• [RECORDS SUPPLIED]
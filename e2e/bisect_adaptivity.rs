//! E2E: bisection must converge to the exact good/bad boundary regardless of
//! how lopsided the write/reset cost ratio is, exercising the adaptive
//! sample-count estimator across more than one pass.

use tempfile::tempdir;

use f3::device::file_emulator::FileDevice;
use f3::probe::bisect::bisect;
use f3::probe::stats::BisectStats;

#[test]
fn bisection_converges_on_a_wide_gap_with_default_stats() {
    let dir = tempdir().unwrap();
    let path = dir.path().join("bisect.img");
    let order = 9u32;
    let real_blocks = 10_000u64;
    let announced_blocks = 1u64 << 20;
    let mut dev = FileDevice::create(
        path,
        real_blocks << order,
        announced_blocks << order,
        63,
        order,
        None,
        false,
        false,
    )
    .unwrap();

    let mut stats = BisectStats::new();
    let mut right_pos = announced_blocks;
    bisect(&mut dev, &mut stats, 0, &mut right_pos, 0, 0, false, 0xF00D).unwrap();

    assert_eq!(right_pos, real_blocks);
    assert!(stats.write_count > 0);
    assert!(stats.reset_count > 0);
}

• [YOUR TASK]
The lines to copy are those above that contain the string "BisectStats".

• [REPLY]
use f3::probe::stats::BisectStats;
    let mut stats = BisectStats::new();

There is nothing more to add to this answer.